Dambisa Moyo è tornata anche quest'anno in Italia, in occasione del Forum sul Commercio di Cernobbio(18-19 marzo), tradizionale appuntamento annuale della Confcommercio italiana, con la partecipazione variegata di esperti della materia e, quasi sempre, anche a carattere internazionale.
E così, sabato 18, ha parlato d'Africa ad un pubblico particolarmente attento, visto l' attuale situazione incandescente del momento, Dambisa Moyo, economista dello Zambia, che in Zambia però è vissuta pochissimo, mentre è nota invece al grosso pubblico per il suo libro "Dead aid", un buon successo, tradotto e pubblicato anche nel nostro Paese e già da qualche tempo.
Che cosa ha ribadito l'economista e studiosa dei rapporti tra "Primo mondo " e Paesi in via di sviluppo nella sua relazione?
Ha nuovamente sottolineato l'urgenza imprescindibile d'inserire l'Africa nel circuito internazionale del commercio con l'estero.Estero inteso come mercato mondiale.
Africa che ,attualmente, lo è solo per il 2% , addirittura pari allo spazio che viene occupato, oggi, dalla Spagna.
Ma l'Africa è un Continente non un semplice Stato- è stato precisato dalla relatrice.

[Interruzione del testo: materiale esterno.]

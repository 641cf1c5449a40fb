//! Availability gate: pre-submission check for nearby service capacity.
//!
//! The check is advisory, not authoritative: the backend is the final
//! arbiter of serviceability. Policy, in full:
//!
//! - at least one candidate → proceed to submission;
//! - zero candidates → block, there is genuinely no service in range;
//! - timeout or network failure → neither proceed nor block silently; the
//!   outcome is surfaced so the user can retry or explicitly choose to
//!   proceed without the check.
//!
//! The vendor search runs under [`crate::deadline::with_deadline`], so a
//! response arriving after the deadline is dropped and never observed.

use std::time::Duration;
use thiserror::Error;
use tracing::{info, instrument, warn};

use crate::api::{ApiError, VendorCandidate, VendorDirectory};
use crate::deadline::with_deadline;
use crate::model::CustomerLocation;

/// Default bound on the vendor search.
pub const DEFAULT_CHECK_DEADLINE: Duration = Duration::from_secs(8);

/// Default search radius in meters.
pub const DEFAULT_RADIUS_M: u32 = 5_000;

/// Why the gate could not produce an answer.
#[derive(Debug, Clone, Error, PartialEq)]
pub enum UnreachableReason {
    #[error("Availability check timed out after {0:?}")]
    TimedOut(Duration),

    #[error("Availability check failed: {0}")]
    Network(#[from] ApiError),
}

/// Result of one availability check.
#[derive(Debug, Clone, PartialEq)]
pub enum AvailabilityOutcome {
    /// At least one service point in range; submission may proceed.
    Available { candidates: Vec<VendorCandidate> },
    /// The search succeeded and found nothing; submission is blocked.
    NoneInRange,
    /// The search never produced an answer. The caller must ask the user
    /// whether to retry or proceed without the check.
    Unreachable { reason: UnreachableReason },
}

/// Bounded pre-submission availability check over a [`VendorDirectory`].
pub struct AvailabilityGate<D: VendorDirectory> {
    directory: D,
    deadline: Duration,
}

impl<D: VendorDirectory> AvailabilityGate<D> {
    pub fn new(directory: D) -> Self {
        Self { directory, deadline: DEFAULT_CHECK_DEADLINE }
    }

    pub fn with_deadline(directory: D, deadline: Duration) -> Self {
        Self { directory, deadline }
    }

    /// Searches for service points within `radius_m` of `location`, bounded
    /// by the configured deadline.
    #[instrument(skip(self, location))]
    pub async fn check(&self, location: &CustomerLocation, radius_m: u32) -> AvailabilityOutcome {
        let search = self.directory.search(location.latitude, location.longitude, radius_m);

        match with_deadline(self.deadline, search).await {
            Ok(Ok(candidates)) if candidates.is_empty() => {
                info!("No service points in range");
                AvailabilityOutcome::NoneInRange
            }
            Ok(Ok(candidates)) => {
                info!(count = candidates.len(), "Service points found");
                AvailabilityOutcome::Available { candidates }
            }
            Ok(Err(e)) => {
                warn!(error = %e, "Vendor search failed");
                AvailabilityOutcome::Unreachable { reason: UnreachableReason::Network(e) }
            }
            Err(elapsed) => {
                warn!(deadline = ?elapsed.0, "Vendor search timed out");
                AvailabilityOutcome::Unreachable {
                    reason: UnreachableReason::TimedOut(elapsed.0),
                }
            }
        }
    }
}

Perché- ha puntualizzato la Moyo-, solo il commercio può creare davvero posti di lavoro, potenziare l'economia del continente africano e con lo sviluppo favorire la nascita della democrazia in quei Paesi, che si trovano ancora sotto il tallone di numerosi "padre-padroni".

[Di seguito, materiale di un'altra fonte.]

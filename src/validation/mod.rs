//! Validation engine: completeness and consistency checks on a draft order.
//!
//! [`validate`] never short-circuits: every applicable issue is collected and
//! returned together so the UI can annotate all offending fields at once. It
//! is also re-run unconditionally inside
//! [`OrderSubmissionClient::submit`](crate::submission::OrderSubmissionClient::submit),
//! regardless of any earlier screen-level check.

use serde::{Deserialize, Serialize};
use thiserror::Error;

use crate::model::DraftOrder;

/// Identifies the draft field an issue refers to, so screens can highlight
/// the right control.
#[derive(Debug, Clone, Copy, PartialEq, Eq, Hash, Serialize, Deserialize)]
#[serde(rename_all = "snake_case")]
pub enum DraftField {
    Items,
    Location,
    PickupWindow,
    DeliveryWindow,
}

/// One reason the draft cannot be submitted yet.
#[derive(Debug, Clone, Error, PartialEq, Eq)]
pub enum ValidationIssue {
    #[error("Add at least one garment to your order")]
    NoItems,

    #[error("All items must have a quantity of at least one")]
    ZeroQuantityItem,

    #[error("Choose a pickup location before submitting")]
    MissingLocation,

    #[error("We couldn't get a GPS fix for your location; pick it on the map")]
    NoGpsFix,

    #[error("Choose a pickup time")]
    MissingPickupWindow,

    #[error("Pickup window must start before it ends")]
    PickupWindowInverted,

    #[error("Delivery window must start before it ends")]
    DeliveryWindowInverted,

    #[error("Delivery must start after the pickup window has closed")]
    DeliveryOverlapsPickup,
}

impl ValidationIssue {
    /// The field this issue should be attached to.
    pub fn field(&self) -> DraftField {
        match self {
            ValidationIssue::NoItems | ValidationIssue::ZeroQuantityItem => DraftField::Items,
            ValidationIssue::MissingLocation | ValidationIssue::NoGpsFix => DraftField::Location,
            ValidationIssue::MissingPickupWindow | ValidationIssue::PickupWindowInverted => {
                DraftField::PickupWindow
            }
            ValidationIssue::DeliveryWindowInverted | ValidationIssue::DeliveryOverlapsPickup => {
                DraftField::DeliveryWindow
            }
        }
    }
}

/// Checks the draft for submission readiness. Empty result means valid.
///
/// Checks are independent; a draft missing both items and location reports
/// both issues, not just the first.
pub fn validate(draft: &DraftOrder) -> Vec<ValidationIssue> {
    let mut issues = Vec::new();

    if draft.items.is_empty() {
        issues.push(ValidationIssue::NoItems);
    } else if draft.items.iter().any(|i| i.quantity == 0) {
        issues.push(ValidationIssue::ZeroQuantityItem);
    }

    match &draft.location {
        None => issues.push(ValidationIssue::MissingLocation),
        Some(loc) if !loc.has_gps_fix() => issues.push(ValidationIssue::NoGpsFix),
        Some(_) => {}
    }

    match &draft.pickup_window {
        None => issues.push(ValidationIssue::MissingPickupWindow),
        Some(w) if !w.is_well_formed() => issues.push(ValidationIssue::PickupWindowInverted),
        Some(_) => {}
    }

    if let Some(w) = &draft.delivery_window {
        if !w.is_well_formed() {
            issues.push(ValidationIssue::DeliveryWindowInverted);
        }
    }

    if let (Some(pickup), Some(delivery)) = (&draft.pickup_window, &draft.delivery_window) {
        // Strictly before: a delivery window starting the second pickup ends
        // is still an overlap from the courier's point of view.
        if pickup.end >= delivery.start {
            issues.push(ValidationIssue::DeliveryOverlapsPickup);
        }
    }

    issues
}

#[cfg(test)]
mod tests {
    use super::*;
    use crate::model::{CustomerLocation, OrderItem, ServiceType, TimeWindow};
    use chrono::{Duration, TimeZone, Utc};

    fn valid_draft() -> DraftOrder {
        let pickup_start = Utc.with_ymd_and_hms(2026, 3, 2, 9, 0, 0).unwrap();
        DraftOrder {
            items: vec![OrderItem::new("shirt", ServiceType::WashFold, "shirts", 2, 1.5, 2000)],
            pickup_window: Some(TimeWindow::new(pickup_start, pickup_start + Duration::hours(2))),
            delivery_window: Some(TimeWindow::new(
                pickup_start + Duration::hours(26),
                pickup_start + Duration::hours(28),
            )),
            location: Some(CustomerLocation::new(0.39, 32.58, "Kira Rd, Kampala, Uganda", "", "")),
            notes: String::new(),
            payment_method_hint: None,
        }
    }

    #[test]
    fn valid_draft_has_no_issues() {
        assert!(validate(&valid_draft()).is_empty());
    }

    #[test]
    fn missing_items_and_location_both_reported() {
        let mut draft = valid_draft();
        draft.items.clear();
        draft.location = None;
        let issues = validate(&draft);
        assert!(issues.contains(&ValidationIssue::NoItems));
        assert!(issues.contains(&ValidationIssue::MissingLocation));
        assert!(issues.len() >= 2);
    }

    #[test]
    fn zero_latitude_fails_even_with_location_present() {
        let mut draft = valid_draft();
        if let Some(loc) = draft.location.as_mut() {
            loc.latitude = 0.0;
        }
        let issues = validate(&draft);
        assert_eq!(issues, vec![ValidationIssue::NoGpsFix]);
        assert_eq!(issues[0].field(), DraftField::Location);
    }

    #[test]
    fn delivery_must_start_after_pickup_closes() {
        let mut draft = valid_draft();
        let pickup = draft.pickup_window.unwrap();
        // Delivery starting exactly at pickup end still counts as overlap.
        draft.delivery_window =
            Some(TimeWindow::new(pickup.end, pickup.end + Duration::hours(2)));
        let issues = validate(&draft);
        assert_eq!(issues, vec![ValidationIssue::DeliveryOverlapsPickup]);
    }

    #[test]
    fn inverted_windows_reported_independently() {
        let mut draft = valid_draft();
        let pickup = draft.pickup_window.unwrap();
        draft.pickup_window = Some(TimeWindow::new(pickup.end, pickup.start));
        let delivery = draft.delivery_window.unwrap();
        draft.delivery_window = Some(TimeWindow::new(delivery.end, delivery.start));
        let issues = validate(&draft);
        assert!(issues.contains(&ValidationIssue::PickupWindowInverted));
        assert!(issues.contains(&ValidationIssue::DeliveryWindowInverted));
    }
}
use serde::{Deserialize, Serialize};

/// Where the courier picks up and delivers.
///
/// A zero latitude or longitude means "no GPS fix yet" and is treated the
/// same as an absent coordinate by validation; the backend refuses orders
/// without a real fix, so we refuse them first.
#[derive(Debug, Clone, PartialEq, Serialize, Deserialize)]
pub struct CustomerLocation {
    pub latitude: f64,
    pub longitude: f64,
    pub address_text: String,
    pub city: String,
    pub country: String,
}

impl CustomerLocation {
    pub fn new(
        latitude: f64,
        longitude: f64,
        address_text: impl Into<String>,
        city: impl Into<String>,
        country: impl Into<String>,
    ) -> Self {
        Self {
            latitude,
            longitude,
            address_text: address_text.into(),
            city: city.into(),
            country: country.into(),
        }
    }

    /// True when both coordinates are present and non-zero.
    pub fn has_gps_fix(&self) -> bool {
        self.latitude != 0.0 && self.longitude != 0.0
    }

    /// City, falling back to the second-to-last comma segment of the address
    /// text when the city field was never filled in (common when the address
    /// came from a map tap rather than a form).
    pub fn city_or_fallback(&self) -> String {
        if !self.city.trim().is_empty() {
            return self.city.trim().to_string();
        }
        address_segment(&self.address_text, 1).unwrap_or_default()
    }

    /// Country, falling back to the last comma segment of the address text.
    pub fn country_or_fallback(&self) -> String {
        if !self.country.trim().is_empty() {
            return self.country.trim().to_string();
        }
        address_segment(&self.address_text, 0).unwrap_or_default()
    }
}

/// Returns the `n`-th comma-separated segment of `text`, counted from the
/// end (0 = last). Segments are trimmed; empty segments are skipped.
fn address_segment(text: &str, n: usize) -> Option<String> {
    text.rsplit(',')
        .map(str::trim)
        .filter(|s| !s.is_empty())
        .nth(n)
        .map(str::to_string)
}

#[cfg(test)]
mod tests {
    use super::*;

    #[test]
    fn zero_coordinate_is_not_a_fix() {
        let loc = CustomerLocation::new(0.0, 32.58, "somewhere", "", "");
        assert!(!loc.has_gps_fix());
        let loc = CustomerLocation::new(0.39, 32.58, "somewhere", "", "");
        assert!(loc.has_gps_fix());
    }

    #[test]
    fn falls_back_to_address_segments() {
        let loc = CustomerLocation::new(0.39, 32.58, "Plot 4, Kira Rd, Kampala, Uganda", "", "");
        assert_eq!(loc.city_or_fallback(), "Kampala");
        assert_eq!(loc.country_or_fallback(), "Uganda");
    }

    #[test]
    fn explicit_fields_win_over_fallback() {
        let loc = CustomerLocation::new(0.39, 32.58, "Kira Rd, Kampala, Uganda", "Entebbe", "Uganda");
        assert_eq!(loc.city_or_fallback(), "Entebbe");
    }
}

E i posti di lavoro urgono per davvero.
Sappiamo bene ormai che cos'è la situazione in quasi tutti i Paesi dell'Africa Maghrebina quanto a prospettive di lavoro per i giovani, in contesti dove la popolazione giovanile, quella sotto i 24 anni, costituisce numericamente il 60% del totale.
Nelle ultime ore ci sono state, ad esempio, in Algeria violente proteste di operai e d' insegnanti, i primi licenziati dalle rispettive aziende e i secondi non pagati da mesi.

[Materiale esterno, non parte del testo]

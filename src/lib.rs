//! # Laundry Flow
//!
//! > **The order lifecycle core for a laundry pickup & delivery app.**
//!
//! This crate holds everything in the order flow with real invariants:
//! assembling a draft order, pricing it, gating submission on validation and
//! vendor availability, creating the order exactly once, and projecting its
//! server-side status onto the customer-facing timeline. Screens, navigation
//! and the HTTP transport live outside; they drive this crate through
//! commands and trait seams.
//!
//! ## Module Tour
//!
//! ### 1. The Data ([`model`])
//! Pure DTOs: garment lines, locations, the draft aggregate, the submitted
//! order, and [`OrderStatus`](model::OrderStatus). That enum is the single
//! closed type every status-derived decision (milestone, label,
//! cancellability) reads from.
//!
//! ### 2. The Engines ([`pricing`], [`validation`], [`tracking`])
//! Pure functions. Pricing turns items + modifiers into an integral
//! minor-unit breakdown; validation collects every completeness issue at
//! once; tracking projects a status onto the milestone ladder. None of them
//! return errors for expected input variation; they return structured
//! results.
//!
//! ### 3. The Draft Owner ([`draft`])
//! [`DraftOrderStore`](draft::DraftOrderStore) is the one owner of the
//! in-progress order. Screens issue commands and read snapshots; durable
//! fields cross the [`DraftStorage`](draft::DraftStorage) seam as an explicit
//! serialize/deserialize step, never as ambient global state.
//!
//! ### 4. The Protocol ([`availability`], [`submission`], [`deadline`])
//! The availability gate races the vendor search against a deadline and
//! reports proceed/block/ask-the-user. The submission client holds the
//! at-most-one-in-flight guarantee and the re-validate → gate → transform →
//! POST sequence. [`deadline::with_deadline`] is the reusable bounded-call
//! primitive both build on.
//!
//! ### 5. The Seams ([`api`])
//! `OrdersApi` and `VendorDirectory` traits plus the wire request shape and
//! error taxonomy. The [`api::mock`] module scripts these for tests the same
//! way the integration tests under `tests/` do.
//!
//! ### 6. The Orchestrator ([`lifecycle`])
//! [`OrderFlow`](lifecycle::OrderFlow) wires storage, gate and submission
//! client together and exposes the post-submission operations (fetch, track,
//! cancel, pay). `setup_tracing()` installs the log subscriber; core modules
//! only ever log through the `tracing` facade.
//!
//! ## Running Tests
//!
//! ```bash
//! cargo test
//! ```

pub mod api;
pub mod availability;
pub mod deadline;
pub mod draft;
pub mod lifecycle;
pub mod model;
pub mod pricing;
pub mod submission;
pub mod tracking;
pub mod validation;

Pertanto non c'è altro da fare. Ed Europa, USA, Cina ed altri devono capirlo, se si vuole non mettere a repentaglio la pace sociale sul nostro pianeta,per altre cause già abbastanza sconvolto da sé.
Alla domanda, sulla validità o meno da parte del mondo "cosiddetto sviluppato" di continuare come aiuto con la realizzazione d'infrastrutture ,la nostra economista ha risposto:" Assolutamente no!"
E lo ha anche correttamente spiegato.
Ossia, con il potenziamento dell'attività commerciale in toto(e non solo limitata a petrolio, gas e minerali pregiati) il benessere economico consentirà ai governi dei singoli Stati africani di provvedere in proprio alla costruzione delle infrastrutture.
E non come accade oggi che, in Africa, troviamo imprese e operai cinesi(e non solo), che realizzano ponti, strade e/o lavorano in miniera e in cantieri per l'edilizia pubblica.
Se ci fossero certe premesse di gestione economica, favorevole e concorde il Primo mondo, in quei luoghi di lavoro ed in altri troveremmo gli africani.
E non si dimentichi poi- ha concluso Dambisa Moyo- che i mercati emergenti hanno problemi di breve termine come la pressione inflazionistica, i tassi d'interesse al rialzo, la formazione di bolle speculative.
Ma Europa ed USA invece hanno, sul lungo periodo, problemi legati all' indebitamento e all'invecchiamento della popolazione.
Conclusione?
Riflettere perché quello dell'Africa è un "problema " serio e troppo a lungo trascurato.
I tempi cambiano e le nuove generazioni non vogliono più aspettare un improbabile "Godot" e tanto meno stare a guardare le male fatte dei propri governanti.
Si è visto in Tunisia, in Egitto e ora in Libia. E non è detto che la"cosa" si fermi lì.